La Tribune

Le “Green IT”, réel modèle d’avenir ou symbole du “greenwashi­ng” ?

- Armelle Reffait

OPINION. C’est un modèle qui s’impose de plus en plus au sein des entreprise­s, urgence climatique et nouvelles réglementa­tions obligent. Pour autant, ces belles intentions peuvent aussi cacher une forme de greenwashi­ng qu’il est essentiel de contrer en impliquant tous les acteurs du numérique dans ce processus, du cloud provider aux entreprise­s. Par Armelle Reffait, Internatio­nal & France Senior Sourcing Advisors chez T-Systems

L’essor du digital, bien qu’apportant de nombreuses opportunit­és, fait émerger de nombreuses interrogat­ions quant à la pollution numérique qu’il engendre. Au vu du récent rapport alarmiste du GIEC, on n’imagine sans mal les efforts que tout un chacun devra consentir pour alléger son empreinte carbone. Ce ne sera pas chose facile et notamment pour les entreprise­s qui rencontren­t des difficulté­s à réduire leurs émissions de gaz à effet de serre en lien avec le numérique. Selon les résultats de la 6e édition du Benchmark Green IT, ces émissions représente­nt déjà 27% du forfait GES (gaz à effet de serre) soutenable d’un français. La route est encore longue pour tendre vers une forme de sobriété numérique.

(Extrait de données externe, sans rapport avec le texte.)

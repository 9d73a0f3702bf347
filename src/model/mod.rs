//! Model subsystem.
//!
//! # Data Flow
//! ```text
//! discovery.rs (candidate names: allowlist or source scan)
//!     → abstract_model.rs (catalog: which names are real models)
//!     → key.rs (canonical key for any reference form)
//!     → registry.rs (one shared ModelConfig per key, created on demand)
//! ```

pub mod abstract_model;
pub mod config;
pub mod discovery;
pub mod key;
pub mod registry;

pub use abstract_model::{AbstractModel, ModelCatalog};
pub use config::{BoundModel, ModelConfig, Visibility};
pub use discovery::{DiscoveryError, ModelDiscovery, ModelSource};
pub use key::{resolve, Entity, Model, ModelKey, ModelRef, TypeHandle};
pub use registry::ModelConfigRegistry;
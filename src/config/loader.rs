//! Initializer loading from disk.
//!
//! An [`Initializer`] is whatever rebuilds the configuration on boot and on
//! `reload`: a Rust closure, a parsed [`InitializerFile`], or a
//! [`FileInitializer`] that re-reads its TOML file every run.

use std::fs;
use std::path::{Path, PathBuf};

use crate::config::schema::{InitializerFile, ModelSection, SearchOperator};
use crate::config::validation::validate_initializer;
use crate::config::GlobalConfig;
use crate::error::{ConfigError, Result};
use crate::hooks::adapters::AdapterRegistries;
use crate::model::config::ModelConfig;

/// External source of configuration, re-run on every reload.
pub trait Initializer: Send + Sync {
    fn run(&self, config: &mut GlobalConfig) -> Result<()>;
}

impl<F> Initializer for F
where
    F: Fn(&mut GlobalConfig) -> Result<()> + Send + Sync,
{
    fn run(&self, config: &mut GlobalConfig) -> Result<()> {
        self(config)
    }
}

/// Load and validate an initializer from a TOML file.
pub fn load_initializer(path: &Path) -> Result<InitializerFile> {
    let content = fs::read_to_string(path)?;
    let file: InitializerFile = toml::from_str(&content)?;

    validate_initializer(&file).map_err(ConfigError::Validation)?;

    Ok(file)
}

impl Initializer for InitializerFile {
    /// Settings and hooks apply now; model sections go through `apply`.
    ///
    /// The search operator and every adapter name are checked before
    /// anything is written, so a failing file leaves the settings untouched.
    fn run(&self, config: &mut GlobalConfig) -> Result<()> {
        let search_operator = self
            .default_search_operator
            .as_deref()
            .map(str::parse::<SearchOperator>)
            .transpose()?;
        self.check_adapters(config.adapters())?;

        let settings = config.settings_mut();
        if let Some(op) = search_operator {
            settings.default_search_operator = op;
        }
        if let Some(v) = &self.label_methods {
            settings.label_methods = v.clone();
        }
        if let Some(v) = self.default_items_per_page {
            settings.default_items_per_page = v;
        }
        if let Some(v) = self.default_associated_collection_limit {
            settings.default_associated_collection_limit = v;
        }
        if let Some(v) = &self.default_hidden_fields {
            settings.default_hidden_fields = v.clone();
        }
        if let Some(v) = &self.excluded_models {
            settings.excluded_models = v.clone();
        }
        if let Some(v) = &self.included_models {
            settings.included_models = v.clone();
        }
        if let Some(v) = &self.navigation_static_links {
            settings.navigation_static_links = v.clone();
        }
        if let Some(v) = &self.navigation_static_label {
            settings.navigation_static_label = Some(v.clone());
        }
        if let Some(v) = self.compact_show_view {
            settings.compact_show_view = v;
        }
        if let Some(v) = self.browser_validations {
            settings.browser_validations = v;
        }
        if let Some(v) = self.yell_for_non_accessible_fields {
            settings.yell_for_non_accessible_fields = v;
        }
        if let Some(v) = self.total_columns_width {
            settings.total_columns_width = v;
        }

        if let Some(spec) = &self.hooks.authorize_with {
            config.authorize_with_adapter(&spec.adapter, spec.args.clone())?;
        }
        if let Some(spec) = &self.hooks.audit_with {
            config.audit_with_adapter(&spec.adapter, spec.args.clone())?;
        }

        for (adapter, options) in &self.configure {
            config.configure_with(adapter, |extension| {
                for (name, value) in options {
                    extension.set_option(name, value.clone())?;
                }
                Ok(())
            })?;
        }

        for (name, section) in &self.models {
            let name = name.clone();
            let section = section.clone();
            config.apply(move |config| {
                config.model_with(name.as_str(), |model| apply_model_section(model, &section));
            });
        }

        tracing::debug!(
            models = self.models.len(),
            extensions = self.configure.len(),
            "Initializer file applied"
        );
        Ok(())
    }
}

impl InitializerFile {
    fn check_adapters(&self, adapters: &AdapterRegistries) -> Result<()> {
        if let Some(spec) = &self.hooks.authorize_with {
            adapters.authorization.ensure_registered(&spec.adapter)?;
        }
        if let Some(spec) = &self.hooks.audit_with {
            adapters.auditing.ensure_registered(&spec.adapter)?;
        }
        for adapter in self.configure.keys() {
            adapters.configuration.ensure_registered(adapter)?;
        }
        Ok(())
    }
}

fn apply_model_section(model: &ModelConfig, section: &ModelSection) {
    if let Some(weight) = section.weight {
        model.set_weight(weight);
    }
    if let Some(label) = &section.label {
        model.set_label(label.clone());
    }
    if let Some(label) = &section.label_plural {
        model.set_label_plural(label.clone());
    }
    if let Some(label) = &section.navigation_label {
        model.set_navigation_label(label.clone());
    }
    if let Some(icon) = &section.navigation_icon {
        model.set_navigation_icon(icon.clone());
    }
    if let Some(method) = &section.object_label_method {
        model.set_object_label_method(method.clone());
    }
    if let Some(visible) = section.visible {
        model.set_visible(visible);
    }
    if let Some(parent) = &section.parent {
        model.set_parent(parent.as_str());
    }
}

/// Initializer backed by a TOML file, read fresh on every run.
#[derive(Debug, Clone)]
pub struct FileInitializer {
    path: PathBuf,
}

impl FileInitializer {
    pub fn new(path: impl Into<PathBuf>) -> Self {
        Self { path: path.into() }
    }

    pub fn path(&self) -> &Path {
        &self.path
    }
}

impl Initializer for FileInitializer {
    fn run(&self, config: &mut GlobalConfig) -> Result<()> {
        tracing::info!(path = %self.path.display(), "Running initializer file");
        load_initializer(&self.path)?.run(config)
    }
}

Le rôle central des cloud providers

Il est important de considérer la démarche du Green IT comme un ensemble, un réseau d’acteurs et de pratiques qui ouvrent la voie à une plus grande sobriété numérique. Soyons réalistes, avoir un impact nul ou presque représente un objectif difficile à atteindre à l’heure actuelle. Pour autant, si on applique cette démarche en commençant par les fournisseu­rs de cloud, la probabilit­é pour que les entreprise­s clientes suivent plus aisément le mouvement devient plus grande.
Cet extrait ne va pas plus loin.